_TASK TO CARRY OUT_: Find "in stacking order." in the data, then restate the line it sits in and every later line word for word, ending with the last line.

Data entries:
▬▬▬▬▬▬▬▬▬▬

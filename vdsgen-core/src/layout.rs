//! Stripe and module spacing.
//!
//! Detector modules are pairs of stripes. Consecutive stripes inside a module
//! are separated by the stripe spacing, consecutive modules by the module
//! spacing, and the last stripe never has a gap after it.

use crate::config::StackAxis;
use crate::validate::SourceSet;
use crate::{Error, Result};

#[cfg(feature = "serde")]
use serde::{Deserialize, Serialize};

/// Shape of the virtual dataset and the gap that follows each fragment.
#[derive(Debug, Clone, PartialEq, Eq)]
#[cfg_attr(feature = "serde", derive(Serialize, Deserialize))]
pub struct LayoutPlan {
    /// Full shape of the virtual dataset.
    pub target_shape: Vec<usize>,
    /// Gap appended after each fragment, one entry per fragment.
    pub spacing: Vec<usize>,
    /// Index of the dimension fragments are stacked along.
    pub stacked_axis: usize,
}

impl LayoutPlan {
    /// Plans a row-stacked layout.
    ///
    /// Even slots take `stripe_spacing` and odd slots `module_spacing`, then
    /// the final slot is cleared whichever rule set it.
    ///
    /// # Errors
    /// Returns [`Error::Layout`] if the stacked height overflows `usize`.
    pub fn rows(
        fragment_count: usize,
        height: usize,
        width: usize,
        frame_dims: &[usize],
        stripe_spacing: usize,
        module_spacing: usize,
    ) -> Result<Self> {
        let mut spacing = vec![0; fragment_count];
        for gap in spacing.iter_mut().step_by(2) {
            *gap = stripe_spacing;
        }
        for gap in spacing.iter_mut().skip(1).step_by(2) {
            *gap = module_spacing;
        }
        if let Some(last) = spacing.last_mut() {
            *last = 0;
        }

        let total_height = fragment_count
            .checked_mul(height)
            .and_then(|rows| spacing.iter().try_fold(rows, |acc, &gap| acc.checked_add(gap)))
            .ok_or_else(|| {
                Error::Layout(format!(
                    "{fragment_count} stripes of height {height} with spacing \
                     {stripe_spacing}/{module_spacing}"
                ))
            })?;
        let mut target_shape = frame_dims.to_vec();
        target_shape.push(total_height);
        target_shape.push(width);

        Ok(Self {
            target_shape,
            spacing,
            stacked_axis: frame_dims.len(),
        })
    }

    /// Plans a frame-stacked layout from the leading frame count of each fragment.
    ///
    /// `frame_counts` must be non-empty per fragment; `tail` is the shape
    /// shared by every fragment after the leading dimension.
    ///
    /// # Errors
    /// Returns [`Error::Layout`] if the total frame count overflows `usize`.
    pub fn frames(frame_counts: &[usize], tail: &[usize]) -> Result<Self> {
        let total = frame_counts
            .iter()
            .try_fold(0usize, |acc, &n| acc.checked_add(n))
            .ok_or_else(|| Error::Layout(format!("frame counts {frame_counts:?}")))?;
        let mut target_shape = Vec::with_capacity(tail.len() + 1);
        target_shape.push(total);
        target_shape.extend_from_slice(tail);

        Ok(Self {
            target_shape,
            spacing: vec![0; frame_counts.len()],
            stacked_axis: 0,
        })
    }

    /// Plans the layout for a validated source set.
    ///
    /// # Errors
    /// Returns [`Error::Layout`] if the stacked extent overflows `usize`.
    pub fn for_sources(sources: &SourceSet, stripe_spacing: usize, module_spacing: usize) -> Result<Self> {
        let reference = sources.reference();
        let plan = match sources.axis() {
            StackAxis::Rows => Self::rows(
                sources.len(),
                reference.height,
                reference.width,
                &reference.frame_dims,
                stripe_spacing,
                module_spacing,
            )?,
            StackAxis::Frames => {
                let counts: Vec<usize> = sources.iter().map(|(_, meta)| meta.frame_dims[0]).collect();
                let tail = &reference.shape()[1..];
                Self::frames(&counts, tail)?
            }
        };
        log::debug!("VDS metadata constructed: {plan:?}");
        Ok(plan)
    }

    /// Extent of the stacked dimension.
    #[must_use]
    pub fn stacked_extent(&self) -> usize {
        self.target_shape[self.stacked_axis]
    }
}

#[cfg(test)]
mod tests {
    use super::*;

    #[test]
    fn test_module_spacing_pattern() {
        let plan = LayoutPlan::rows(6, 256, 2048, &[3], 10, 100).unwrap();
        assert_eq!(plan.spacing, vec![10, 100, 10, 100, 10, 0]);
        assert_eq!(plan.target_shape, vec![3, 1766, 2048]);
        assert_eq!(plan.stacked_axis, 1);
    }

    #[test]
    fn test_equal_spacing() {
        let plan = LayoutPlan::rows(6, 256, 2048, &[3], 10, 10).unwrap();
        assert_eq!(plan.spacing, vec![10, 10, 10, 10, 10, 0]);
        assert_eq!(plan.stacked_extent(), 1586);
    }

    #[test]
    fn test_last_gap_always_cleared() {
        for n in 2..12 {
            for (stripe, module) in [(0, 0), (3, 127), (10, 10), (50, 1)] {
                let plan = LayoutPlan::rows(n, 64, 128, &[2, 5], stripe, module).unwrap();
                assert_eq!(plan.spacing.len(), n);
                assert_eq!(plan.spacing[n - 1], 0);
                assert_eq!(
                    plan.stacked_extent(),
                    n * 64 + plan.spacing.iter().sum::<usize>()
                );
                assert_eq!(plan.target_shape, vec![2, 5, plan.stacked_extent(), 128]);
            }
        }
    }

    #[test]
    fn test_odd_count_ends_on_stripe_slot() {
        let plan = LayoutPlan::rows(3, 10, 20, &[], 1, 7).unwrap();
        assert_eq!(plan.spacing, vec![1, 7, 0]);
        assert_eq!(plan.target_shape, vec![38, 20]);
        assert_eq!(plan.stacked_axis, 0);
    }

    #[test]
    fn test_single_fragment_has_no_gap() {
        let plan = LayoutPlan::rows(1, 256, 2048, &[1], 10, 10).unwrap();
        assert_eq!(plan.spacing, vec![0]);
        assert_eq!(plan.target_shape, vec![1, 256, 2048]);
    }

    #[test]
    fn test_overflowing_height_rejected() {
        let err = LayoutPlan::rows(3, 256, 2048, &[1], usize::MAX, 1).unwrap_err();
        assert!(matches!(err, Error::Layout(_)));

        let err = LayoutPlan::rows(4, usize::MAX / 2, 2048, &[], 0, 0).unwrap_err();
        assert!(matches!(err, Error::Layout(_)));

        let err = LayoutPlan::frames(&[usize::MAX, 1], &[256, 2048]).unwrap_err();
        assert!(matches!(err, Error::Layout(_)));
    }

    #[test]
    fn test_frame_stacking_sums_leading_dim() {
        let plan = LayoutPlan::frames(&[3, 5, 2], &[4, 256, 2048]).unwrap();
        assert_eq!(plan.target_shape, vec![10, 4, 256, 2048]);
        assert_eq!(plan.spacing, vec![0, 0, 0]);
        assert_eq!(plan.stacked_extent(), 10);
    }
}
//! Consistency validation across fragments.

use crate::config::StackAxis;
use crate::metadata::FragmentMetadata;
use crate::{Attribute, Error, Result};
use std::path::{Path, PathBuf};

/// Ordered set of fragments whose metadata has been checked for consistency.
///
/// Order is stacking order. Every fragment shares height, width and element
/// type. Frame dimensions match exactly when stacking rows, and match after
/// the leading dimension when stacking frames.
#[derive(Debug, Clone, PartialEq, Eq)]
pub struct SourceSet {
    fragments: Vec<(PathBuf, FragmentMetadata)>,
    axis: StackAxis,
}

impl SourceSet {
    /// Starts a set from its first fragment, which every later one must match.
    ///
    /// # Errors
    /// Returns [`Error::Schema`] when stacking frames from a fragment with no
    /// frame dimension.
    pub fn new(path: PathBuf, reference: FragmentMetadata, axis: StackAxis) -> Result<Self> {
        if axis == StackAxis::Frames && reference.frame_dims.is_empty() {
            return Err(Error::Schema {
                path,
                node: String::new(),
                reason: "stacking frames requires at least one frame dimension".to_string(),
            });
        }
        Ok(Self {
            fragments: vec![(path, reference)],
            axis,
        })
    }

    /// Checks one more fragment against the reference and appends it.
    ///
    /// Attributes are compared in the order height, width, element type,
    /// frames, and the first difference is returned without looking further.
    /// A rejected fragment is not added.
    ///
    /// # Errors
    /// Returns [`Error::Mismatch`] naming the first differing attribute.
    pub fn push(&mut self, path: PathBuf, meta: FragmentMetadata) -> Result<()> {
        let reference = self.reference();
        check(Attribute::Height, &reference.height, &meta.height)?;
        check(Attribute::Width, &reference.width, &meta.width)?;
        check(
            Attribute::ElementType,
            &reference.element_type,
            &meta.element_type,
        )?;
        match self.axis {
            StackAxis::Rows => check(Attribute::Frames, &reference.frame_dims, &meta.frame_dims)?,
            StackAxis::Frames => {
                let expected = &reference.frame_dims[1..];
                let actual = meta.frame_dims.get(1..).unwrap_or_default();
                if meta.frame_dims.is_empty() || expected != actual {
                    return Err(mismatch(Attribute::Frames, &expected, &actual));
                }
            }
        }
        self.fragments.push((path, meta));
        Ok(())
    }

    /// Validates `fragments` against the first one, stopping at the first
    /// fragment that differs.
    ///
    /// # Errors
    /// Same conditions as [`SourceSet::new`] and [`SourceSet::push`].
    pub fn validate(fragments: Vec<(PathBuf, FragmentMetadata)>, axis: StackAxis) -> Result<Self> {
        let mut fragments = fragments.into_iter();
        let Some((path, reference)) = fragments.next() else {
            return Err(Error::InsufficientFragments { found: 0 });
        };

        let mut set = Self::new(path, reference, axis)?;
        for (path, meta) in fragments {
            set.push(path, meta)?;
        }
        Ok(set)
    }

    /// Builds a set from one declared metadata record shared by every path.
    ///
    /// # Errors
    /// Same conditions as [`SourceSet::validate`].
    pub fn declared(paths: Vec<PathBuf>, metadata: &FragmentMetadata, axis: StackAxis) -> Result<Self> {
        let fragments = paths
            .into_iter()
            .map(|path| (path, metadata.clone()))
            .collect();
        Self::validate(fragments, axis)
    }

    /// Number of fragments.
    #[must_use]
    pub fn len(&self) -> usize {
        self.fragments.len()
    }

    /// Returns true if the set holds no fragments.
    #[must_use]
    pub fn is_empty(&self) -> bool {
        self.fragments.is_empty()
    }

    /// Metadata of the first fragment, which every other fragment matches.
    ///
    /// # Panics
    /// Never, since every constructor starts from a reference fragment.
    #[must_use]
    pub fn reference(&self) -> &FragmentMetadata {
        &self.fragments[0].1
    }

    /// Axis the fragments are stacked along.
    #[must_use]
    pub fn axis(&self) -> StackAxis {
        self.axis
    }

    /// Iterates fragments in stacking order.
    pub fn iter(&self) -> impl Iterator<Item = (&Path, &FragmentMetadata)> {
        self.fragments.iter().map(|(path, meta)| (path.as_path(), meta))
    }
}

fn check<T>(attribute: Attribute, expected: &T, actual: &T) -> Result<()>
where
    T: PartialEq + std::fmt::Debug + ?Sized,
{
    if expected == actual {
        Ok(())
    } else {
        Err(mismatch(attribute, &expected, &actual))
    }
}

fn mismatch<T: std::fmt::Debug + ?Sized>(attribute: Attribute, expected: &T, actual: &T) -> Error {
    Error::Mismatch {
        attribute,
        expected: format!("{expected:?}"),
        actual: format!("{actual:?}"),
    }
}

▬▬▬▬▬▬▬▬▬▬

_WRITTEN ANSWER_:
    /// Iterates fragments in stacking order.
    pub fn iter(&self) -> impl Iterator<Item = (&Path, &FragmentMetadata)> {
        self.fragments.iter().map(|(path, meta)| (path.as_path(), meta))
    }
}

fn check<T>(attribute: Attribute, expected: &T, actual: &T) -> Result<()>
where
    T: PartialEq + std::fmt::Debug + ?Sized,
{
    if expected == actual {
        Ok(())
    } else {
        Err(mismatch(attribute, &expected, &actual))
    }
}

fn mismatch<T: std::fmt::Debug + ?Sized>(attribute: Attribute, expected: &T, actual: &T) -> Error {
    Error::Mismatch {
        attribute,
        expected: format!("{expected:?}"),
        actual: format!("{actual:?}"),
    }
}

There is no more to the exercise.